Objective and design. This study investigates the regulatory role of connective tissue growth factor (CTGF) on production of fractalkine, monocyte-chemoattractant protein-1 (MCP-1) and regulated on activation, normal T cell expressed and secreted (RANTES) in human mesangial cells, and explore the mechanisms of CTGF action.Methods. Cultured human mesangial cells were treated with CTGF. Expressions of mRNA and proteins of fractalkine, MCP-1 and RANTES were analyzed by real-time polymerase chain reaction (PCR) and by enzyme-linked immunosorbent assay, respectively. Expressions of phosphorylated extracellular signal-regulated kinase 1/2 (ERK1/2), phosphoinositide 3-kinase (PI3-K) and protein kinase B (PKB) were assessed by Western blotting.

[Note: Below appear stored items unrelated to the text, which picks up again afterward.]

use httpmock::prelude::*;
use invoice_extractor::domain::chat::{ChatMessage, ChatRequest, Role};
use invoice_extractor::domain::ports::ChatModel;
use invoice_extractor::llm::tools::tool_definitions;
use invoice_extractor::{ExtractorError, OpenAiChatClient};
use serde_json::json;
use std::time::Duration;

fn client(server: &MockServer, api_key: Option<&str>) -> OpenAiChatClient {
    OpenAiChatClient::new(
        server.url("/v1/"),
        "gpt-4o-mini",
        api_key.map(str::to_string),
        Duration::from_secs(5),
    )
    .unwrap()
}

fn tool_request() -> ChatRequest {
    ChatRequest {
        messages: vec![
            ChatMessage::system("You extract invoices."),
            ChatMessage::user("Total due $42.00"),
        ],
        tools: tool_definitions(),
        temperature: Some(0.0),
        max_tokens: Some(1024),
        json_response: false,
    }
}

#[tokio::test]
async fn test_tool_call_response_is_parsed() {
    let server = MockServer::start();
    let api_mock = server.mock(|when, then| {
        when.method(POST)
            .path("/v1/chat/completions")
            .header("authorization", "Bearer sk-test")
            .body_contains("\"tool_choice\":\"auto\"")
            .body_contains("\"model\":\"gpt-4o-mini\"");
        then.status(200)
            .header("Content-Type", "application/json")
            .json_body(json!({
                "id": "chatcmpl-1",
                "object": "chat.completion",
                "choices": [{
                    "index": 0,
                    "message": {
                        "role": "assistant",
                        "content": null,
                        "tool_calls": [{
                            "id": "call_1",
                            "type": "function",
                            "function": {
                                "name": "search_text",
                                "arguments": "{\"query\": \"total\"}"
                            }
                        }]
                    },
                    "finish_reason": "tool_calls"
                }],
                "usage": {"prompt_tokens": 120, "completion_tokens": 18, "total_tokens": 138}
            }));
    });

    let response = client(&server, Some("sk-test"))
        .complete(&tool_request())
        .await
        .unwrap();

    api_mock.assert();
    assert_eq!(response.message.role, Role::Assistant);
    assert_eq!(response.message.tool_calls.len(), 1);
    assert_eq!(response.message.tool_calls[0].function.name, "search_text");
    assert_eq!(response.finish_reason.as_deref(), Some("tool_calls"));
    assert_eq!(response.usage.unwrap().total_tokens, 138);
}

#[tokio::test]
async fn test_json_mode_request_without_tools() {
    let server = MockServer::start();
    let api_mock = server.mock(|when, then| {
        when.method(POST)
            .path("/v1/chat/completions")
            .body_contains("\"response_format\":{\"type\":\"json_object\"}");
        then.status(200).json_body(json!({
            "choices": [{
                "message": {"role": "assistant", "content": "{\"corrections\": []}", "tool_calls": null},
                "finish_reason": "stop"
            }]
        }));
    });

    let request = ChatRequest {
        messages: vec![ChatMessage::user("verify this")],
        json_response: true,
        ..Default::default()
    };
    let response = client(&server, None).complete(&request).await.unwrap();

    api_mock.assert();
    assert!(response.message.tool_calls.is_empty());
    assert_eq!(response.message.content.as_deref(), Some("{\"corrections\": []}"));
    assert!(response.usage.is_none());
}

#[tokio::test]
async fn test_error_status_is_not_retried() {
    let server = MockServer::start();
    let api_mock = server.mock(|when, then| {
        when.method(POST).path("/v1/chat/completions");
        then.status(429).body("{\"error\": {\"message\": \"Rate limit reached\"}}");
    });

    let err = client(&server, Some("sk-test"))
        .complete(&tool_request())
        .await
        .unwrap_err();

    api_mock.assert_hits(1);
    match err {
        ExtractorError::LlmApiError { status, body } => {
            assert_eq!(status, 429);
            assert!(body.contains("Rate limit"));
        }
        other => panic!("unexpected error: {other}"),
    }
}

#[tokio::test]
async fn test_empty_choices_is_an_llm_error() {
    let server = MockServer::start();
    server.mock(|when, then| {
        when.method(POST).path("/v1/chat/completions");
        then.status(200).json_body(json!({"choices": []}));
    });

    let err = client(&server, None)
        .complete(&tool_request())
        .await
        .unwrap_err();
    assert!(matches!(err, ExtractorError::LlmError { .. }));
}
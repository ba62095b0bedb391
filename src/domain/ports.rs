use crate::domain::chat::{ChatRequest, ChatResponse};
use crate::domain::model::{DocumentText, OcrTier, ProcessedInvoice};
use crate::pdf::ocr::OcrOutput;
use crate::utils::error::Result;
use async_trait::async_trait;
use std::path::Path;

pub trait Storage: Send + Sync {
    fn write_file(
        &self,
        path: &str,
        data: &[u8],
    ) -> impl std::future::Future<Output = Result<()>> + Send;
    fn location(&self, path: &str) -> String;
}

pub trait ConfigProvider: Send + Sync {
    fn api_endpoint(&self) -> &str;
    fn api_key(&self) -> Option<&str>;
    fn model(&self) -> &str;
    fn max_turns(&self) -> usize;
    fn temperature(&self) -> f32;
    fn max_tokens(&self) -> u32;
    fn request_timeout_secs(&self) -> u64;
    fn tesseract_command(&self) -> &[String];
    fn paddle_command(&self) -> &[String];
    fn ocr_timeout_secs(&self) -> u64;
    fn verify_ocr(&self) -> bool;
    fn output_path(&self) -> &str;
    fn output_formats(&self) -> &[String];
    fn bundle_output(&self) -> bool;
    fn default_currency(&self) -> &str;
}

/// One request/response round trip with a hosted chat model.
#[async_trait]
pub trait ChatModel: Send + Sync {
    async fn complete(&self, request: &ChatRequest) -> Result<ChatResponse>;
}

#[async_trait]
pub trait OcrBackend: Send + Sync {
    async fn recognize(&self, path: &Path, tier: OcrTier) -> Result<OcrOutput>;
}

/// Per-page text of a PDF's embedded text layer.
#[async_trait]
pub trait TextLayerReader: Send + Sync {
    async fn read_pages(&self, path: &Path) -> Result<Vec<String>>;
}

#[async_trait]
pub trait TextSource: Send + Sync {
    /// `forced_tier` skips quality assessment and runs exactly that tier.
    async fn read_document(&self, path: &Path, forced_tier: Option<OcrTier>) -> Result<DocumentText>;
}

#[async_trait]
pub trait Pipeline: Send + Sync {
    async fn extract(&self, path: &Path) -> Result<DocumentText>;
    async fn transform(&self, path: &Path, document: DocumentText) -> Result<ProcessedInvoice>;
    async fn load(&self, invoices: &[ProcessedInvoice]) -> Result<String>;
}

Activities of nuclear factor-κB (NF-κB) were determined by NF-κB luciferase reporter assay.Results. CTGF enhanced the mRNA expressions and protein release of fractalkine, MCP-1 and RANTES, and the expressions of phosphorylated ERK1/2, PI3-K and PKB, and activities of NF-κB. Blockade of ERK1/2 inhibited the CTGF-induced expression of phosphorylated ERK1/2 and NF-κB, and partially decreased the expressions of the above chemokines. PI3-K blockade downregulated the CTGF-stimulated expressions of phosphorylated PI3-K, PKB and NF-κB but not phosphorylated ERK1/2, partially decreased the expressions of the above chemokines. NF-κB blockade abrogated the CTGF-activated NF-κB and partially decreased the expressions of the above chemokines. Soluble heparin and K252a, an inhibitor of Trk, blocked CTGF-induced production of the above chemokines and the activation of the above signaling proteins.Conclusion. These results demonstrated that CTGF induces production of fractalkine, MCP-1 and RANTES via ERK1/2 and PI3-K/PKB/NF-κB-dependent signal pathway mediated by cell surface heparin sulfate proteoglycans and the tyrosine kinase receptor TrkA in human mesangial cells.